▶ [Work instructions]: All entries must be set down once more, precisely as given.

Stored items:
=-=-=

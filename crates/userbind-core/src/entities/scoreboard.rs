//! Scoreboard rows produced by the contest pipeline

use serde::Serialize;

use crate::value_objects::UserId;

/// User column of a scoreboard row
#[derive(Debug, Clone, PartialEq, Eq, Serialize)]
pub struct ScoreboardUserCell {
    pub user_id: UserId,
    pub handle: String,
    /// Overrides the handle when present
    #[serde(skip_serializing_if = "Option::is_none")]
    pub display_name: Option<String>,
}

#[derive(Debug, Clone, PartialEq, Eq, Serialize)]
pub struct ScoreboardRow {
    pub rank: u32,
    pub user: ScoreboardUserCell,
    pub score: i64,
    pub accepted: u32,
}

impl ScoreboardRow {
    pub fn new(rank: u32, user_id: UserId, handle: String, score: i64, accepted: u32) -> Self {
        Self {
            rank,
            user: ScoreboardUserCell {
                user_id,
                handle,
                display_name: None,
            },
            score,
            accepted,
        }
    }
}
//! Path parameter extractors

use serde::Deserialize;
use userbind_core::UserId;

use crate::response::ApiError;

/// `/user-bind/:code` and `/user-bind/delete/:code`
#[derive(Debug, Deserialize)]
pub struct InviteCodePath {
    pub code: String,
}

impl InviteCodePath {
    pub fn code(&self) -> &str {
        &self.code
    }
}

/// `/user/:uid`
#[derive(Debug, Deserialize)]
pub struct UserIdPath {
    pub uid: String,
}

impl UserIdPath {
    pub fn user_id(&self) -> Result<UserId, ApiError> {
        UserId::parse(&self.uid).map_err(|_| ApiError::invalid_path("Invalid uid format"))
    }
}

/// `/contest/:id/scoreboard`
#[derive(Debug, Deserialize)]
pub struct ContestIdPath {
    pub id: String,
}

impl ContestIdPath {
    pub fn contest_id(&self) -> Result<i64, ApiError> {
        self.id
            .trim()
            .parse()
            .map_err(|_| ApiError::invalid_path("Invalid contest id format"))
    }
}
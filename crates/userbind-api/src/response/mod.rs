//! Response types and error handling for API endpoints
//!
//! Provides unified error handling and JSON response formatting.

use axum::{
    http::StatusCode,
    response::{IntoResponse, Response},
    Json,
};
use serde::Serialize;
use thiserror::Error;
use tracing::error;
use userbind_common::error::domain_status;
use userbind_common::AppError;
use userbind_core::DomainError;
use userbind_service::ServiceError;
use validator::ValidationErrors;

/// API error type for consistent error responses
#[derive(Debug, Error)]
pub enum ApiError {
    #[error("{0}")]
    App(#[from] AppError),

    #[error("{0}")]
    Service(#[from] ServiceError),

    #[error("{0}")]
    Domain(#[from] DomainError),

    #[error("Validation error: {0}")]
    Validation(#[from] ValidationErrors),

    #[error("Invalid path parameter: {0}")]
    InvalidPath(String),

    #[error("Invalid query parameter: {0}")]
    InvalidQuery(String),

    #[error("Invalid request body: {0}")]
    InvalidBody(String),

    #[error("Missing authorization")]
    MissingAuth,

    #[error("Internal server error")]
    Internal(#[source] anyhow::Error),
}

fn status_from_u16(code: u16) -> StatusCode {
    StatusCode::from_u16(code).unwrap_or(StatusCode::INTERNAL_SERVER_ERROR)
}

impl ApiError {
    /// Get HTTP status code for this error
    #[must_use]
    pub fn status_code(&self) -> StatusCode {
        match self {
            Self::App(e) => status_from_u16(e.status_code()),
            Self::Service(e) => status_from_u16(e.status_code()),
            Self::Domain(e) => status_from_u16(domain_status(e)),
            Self::Validation(_) | Self::InvalidPath(_) | Self::InvalidQuery(_) | Self::InvalidBody(_) => {
                StatusCode::BAD_REQUEST
            }
            Self::MissingAuth => StatusCode::UNAUTHORIZED,
            Self::Internal(_) => StatusCode::INTERNAL_SERVER_ERROR,
        }
    }

    /// Get error code for API responses
    #[must_use]
    pub fn error_code(&self) -> &str {
        match self {
            Self::App(e) => e.error_code(),
            Self::Service(e) => e.error_code(),
            Self::Domain(e) => e.code(),
            Self::Validation(_) => "VALIDATION_ERROR",
            Self::InvalidPath(_) => "INVALID_PATH_PARAMETER",
            Self::InvalidQuery(_) => "INVALID_QUERY_PARAMETER",
            Self::InvalidBody(_) => "INVALID_BODY",
            Self::MissingAuth => "MISSING_AUTHORIZATION",
            Self::Internal(_) => "INTERNAL_ERROR",
        }
    }

    pub fn internal(err: impl Into<anyhow::Error>) -> Self {
        Self::Internal(err.into())
    }

    pub fn invalid_path(msg: impl Into<String>) -> Self {
        Self::InvalidPath(msg.into())
    }

    pub fn invalid_query(msg: impl Into<String>) -> Self {
        Self::InvalidQuery(msg.into())
    }

    pub fn invalid_body(msg: impl Into<String>) -> Self {
        Self::InvalidBody(msg.into())
    }
}

/// Error response body
#[derive(Debug, Serialize)]
pub struct ErrorBody {
    pub error: ErrorDetail,
}

/// Error detail for API responses
#[derive(Debug, Serialize)]
pub struct ErrorDetail {
    pub code: String,
    pub message: String,
    #[serde(skip_serializing_if = "Option::is_none")]
    pub details: Option<serde_json::Value>,
}

impl IntoResponse for ApiError {
    fn into_response(self) -> Response {
        let status = self.status_code();
        let code = self.error_code().to_string();
        let message = self.to_string();

        // user-facing refusals (unknown or used invite, already bound) stay quiet
        if status.is_server_error() {
            error!(error = ?self, "Server error occurred");
        }

        let details = if let Self::Validation(errors) = &self {
            Some(serde_json::to_value(errors).unwrap_or_default())
        } else {
            None
        };

        let body = ErrorBody {
            error: ErrorDetail {
                code,
                message,
                details,
            },
        };

        (status, Json(body)).into_response()
    }
}

/// Type alias for API results
pub type ApiResult<T> = Result<T, ApiError>;

/// Created response (201) with JSON body
pub struct Created<T>(pub T);

impl<T: IntoResponse> IntoResponse for Created<T> {
    fn into_response(self) -> Response {
        let mut response = self.0.into_response();
        *response.status_mut() = StatusCode::CREATED;
        response
    }
}

/// No content response (204)
pub struct NoContent;

impl IntoResponse for NoContent {
    fn into_response(self) -> Response {
        StatusCode::NO_CONTENT.into_response()
    }
}

#[cfg(test)]
mod tests {
    use super::*;
    use userbind_core::UserId;

    #[test]
    fn test_api_error_status_codes() {
        assert_eq!(ApiError::MissingAuth.status_code(), StatusCode::UNAUTHORIZED);
        assert_eq!(
            ApiError::invalid_path("test").status_code(),
            StatusCode::BAD_REQUEST
        );
    }

    #[test]
    fn test_binding_refusals_are_forbidden() {
        let used = ApiError::from(ServiceError::from(DomainError::InviteAlreadyUsed(
            "x".to_string(),
        )));
        assert_eq!(used.status_code(), StatusCode::FORBIDDEN);
        assert_eq!(used.error_code(), "INVITE_ALREADY_USED");

        let bound = ApiError::from(DomainError::AlreadyBound(UserId::new(1)));
        assert_eq!(bound.status_code(), StatusCode::FORBIDDEN);

        let anon = ApiError::from(DomainError::NotLoggedIn);
        assert_eq!(anon.status_code(), StatusCode::FORBIDDEN);

        let unknown = ApiError::from(DomainError::InviteNotFound("x".to_string()));
        assert_eq!(unknown.status_code(), StatusCode::NOT_FOUND);
        assert_eq!(unknown.to_string(), "Invite code not found");
    }

    #[test]
    fn test_missing_privilege() {
        let err = ApiError::from(ServiceError::permission_denied("MANAGE_DOMAIN"));
        assert_eq!(err.status_code(), StatusCode::FORBIDDEN);
        assert_eq!(err.error_code(), "MISSING_PRIVILEGE");
    }
}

=-=-=

▶ [The answer]:
filename crates/userbind-core/src/entities/scoreboard.rs
//! Scoreboard rows produced by the contest pipeline

use serde::Serialize;

use crate::value_objects::UserId;

/// User column of a scoreboard row
#[derive(Debug, Clone, PartialEq, Eq, Serialize)]
pub struct ScoreboardUserCell {
    pub user_id: UserId,
    pub handle: String,
    /// Overrides the handle when present
    #[serde(skip_serializing_if = "Option::is_none")]
    pub display_name: Option<String>,
}

#[derive(Debug, Clone, PartialEq, Eq, Serialize)]
pub struct ScoreboardRow {
    pub rank: u32,
    pub user: ScoreboardUserCell,
    pub score: i64,
    pub accepted: u32,
}

impl ScoreboardRow {
    pub fn new(rank: u32, user_id: UserId, handle: String, score: i64, accepted: u32) -> Self {
        Self {
            rank,
            user: ScoreboardUserCell {
                user_id,
                handle,
                display_name: None,
            },
            score,
            accepted,
        }
    }
}
//! Path parameter extractors

use serde::Deserialize;
use userbind_core::UserId;

use crate::response::ApiError;

/// `/user-bind/:code` and `/user-bind/delete/:code`
#[derive(Debug, Deserialize)]
pub struct InviteCodePath {
    pub code: String,
}

impl InviteCodePath {
    pub fn code(&self) -> &str {
        &self.code
    }
}

/// `/user/:uid`
#[derive(Debug, Deserialize)]
pub struct UserIdPath {
    pub uid: String,
}

impl UserIdPath {
    pub fn user_id(&self) -> Result<UserId, ApiError> {
        UserId::parse(&self.uid).map_err(|_| ApiError::invalid_path("Invalid uid format"))
    }
}

/// `/contest/:id/scoreboard`
#[derive(Debug, Deserialize)]
pub struct ContestIdPath {
    pub id: String,
}

impl ContestIdPath {
    pub fn contest_id(&self) -> Result<i64, ApiError> {
        self.id
            .trim()
            .parse()
            .map_err(|_| ApiError::invalid_path("Invalid contest id format"))
    }
}
filename crates/userbind-api/src/response/mod.rs
//! Response types and error handling for API endpoints
//!
//! Provides unified error handling and JSON response formatting.

use axum::{
    http::StatusCode,
    response::{IntoResponse, Response},
    Json,
};
use serde::Serialize;
use thiserror::Error;
use tracing::error;
use userbind_common::error::domain_status;
use userbind_common::AppError;
use userbind_core::DomainError;
use userbind_service::ServiceError;
use validator::ValidationErrors;

/// API error type for consistent error responses
#[derive(Debug, Error)]
pub enum ApiError {
    #[error("{0}")]
    App(#[from] AppError),

    #[error("{0}")]
    Service(#[from] ServiceError),

    #[error("{0}")]
    Domain(#[from] DomainError),

    #[error("Validation error: {0}")]
    Validation(#[from] ValidationErrors),

    #[error("Invalid path parameter: {0}")]
    InvalidPath(String),

    #[error("Invalid query parameter: {0}")]
    InvalidQuery(String),

    #[error("Invalid request body: {0}")]
    InvalidBody(String),

    #[error("Missing authorization")]
    MissingAuth,

    #[error("Internal server error")]
    Internal(#[source] anyhow::Error),
}

fn status_from_u16(code: u16) -> StatusCode {
    StatusCode::from_u16(code).unwrap_or(StatusCode::INTERNAL_SERVER_ERROR)
}

impl ApiError {
    /// Get HTTP status code for this error
    #[must_use]
    pub fn status_code(&self) -> StatusCode {
        match self {
            Self::App(e) => status_from_u16(e.status_code()),
            Self::Service(e) => status_from_u16(e.status_code()),
            Self::Domain(e) => status_from_u16(domain_status(e)),
            Self::Validation(_) | Self::InvalidPath(_) | Self::InvalidQuery(_) | Self::InvalidBody(_) => {
                StatusCode::BAD_REQUEST
            }
            Self::MissingAuth => StatusCode::UNAUTHORIZED,
            Self::Internal(_) => StatusCode::INTERNAL_SERVER_ERROR,
        }
    }

    /// Get error code for API responses
    #[must_use]
    pub fn error_code(&self) -> &str {
        match self {
            Self::App(e) => e.error_code(),
            Self::Service(e) => e.error_code(),
            Self::Domain(e) => e.code(),
            Self::Validation(_) => "VALIDATION_ERROR",
            Self::InvalidPath(_) => "INVALID_PATH_PARAMETER",
            Self::InvalidQuery(_) => "INVALID_QUERY_PARAMETER",
            Self::InvalidBody(_) => "INVALID_BODY",
            Self::MissingAuth => "MISSING_AUTHORIZATION",
            Self::Internal(_) => "INTERNAL_ERROR",
        }
    }

    pub fn internal(err: impl Into<anyhow::Error>) -> Self {
        Self::Internal(err.into())
    }

    pub fn invalid_path(msg: impl Into<String>) -> Self {
        Self::InvalidPath(msg.into())
    }

    pub fn invalid_query(msg: impl Into<String>) -> Self {
        Self::InvalidQuery(msg.into())
    }

    pub fn invalid_body(msg: impl Into<String>) -> Self {
        Self::InvalidBody(msg.into())
    }
}

/// Error response body
#[derive(Debug, Serialize)]
pub struct ErrorBody {
    pub error: ErrorDetail,
}

/// Error detail for API responses
#[derive(Debug, Serialize)]
pub struct ErrorDetail {
    pub code: String,
    pub message: String,
    #[serde(skip_serializing_if = "Option::is_none")]
    pub details: Option<serde_json::Value>,
}

impl IntoResponse for ApiError {
    fn into_response(self) -> Response {
        let status = self.status_code();
        let code = self.error_code().to_string();
        let message = self.to_string();

        // user-facing refusals (unknown or used invite, already bound) stay quiet
        if status.is_server_error() {
            error!(error = ?self, "Server error occurred");
        }

        let details = if let Self::Validation(errors) = &self {
            Some(serde_json::to_value(errors).unwrap_or_default())
        } else {
            None
        };

        let body = ErrorBody {
            error: ErrorDetail {
                code,
                message,
                details,
            },
        };

        (status, Json(body)).into_response()
    }
}

/// Type alias for API results
pub type ApiResult<T> = Result<T, ApiError>;

/// Created response (201) with JSON body
pub struct Created<T>(pub T);

impl<T: IntoResponse> IntoResponse for Created<T> {
    fn into_response(self) -> Response {
        let mut response = self.0.into_response();
        *response.status_mut() = StatusCode::CREATED;
        response
    }
}

/// No content response (204)
pub struct NoContent;

impl IntoResponse for NoContent {
    fn into_response(self) -> Response {
        StatusCode::NO_CONTENT.into_response()
    }
}

#[cfg(test)]
mod tests {
    use super::*;
    use userbind_core::UserId;

    #[test]
    fn test_api_error_status_codes() {
        assert_eq!(ApiError::MissingAuth.status_code(), StatusCode::UNAUTHORIZED);
        assert_eq!(
            ApiError::invalid_path("test").status_code(),
            StatusCode::BAD_REQUEST
        );
    }

    #[test]
    fn test_binding_refusals_are_forbidden() {
        let used = ApiError::from(ServiceError::from(DomainError::InviteAlreadyUsed(
            "x".to_string(),
        )));
        assert_eq!(used.status_code(), StatusCode::FORBIDDEN);
        assert_eq!(used.error_code(), "INVITE_ALREADY_USED");

        let bound = ApiError::from(DomainError::AlreadyBound(UserId::new(1)));
        assert_eq!(bound.status_code(), StatusCode::FORBIDDEN);

        let anon = ApiError::from(DomainError::NotLoggedIn);
        assert_eq!(anon.status_code(), StatusCode::FORBIDDEN);

        let unknown = ApiError::from(DomainError::InviteNotFound("x".to_string()));
        assert_eq!(unknown.status_code(), StatusCode::NOT_FOUND);
        assert_eq!(unknown.to_string(), "Invite code not found");
    }

    #[test]
    fn test_missing_privilege() {
        let err = ApiError::from(ServiceError::permission_denied("MANAGE_DOMAIN"));
        assert_eq!(err.status_code(), StatusCode::FORBIDDEN);
        assert_eq!(err.error_code(), "MISSING_PRIVILEGE");
    }
}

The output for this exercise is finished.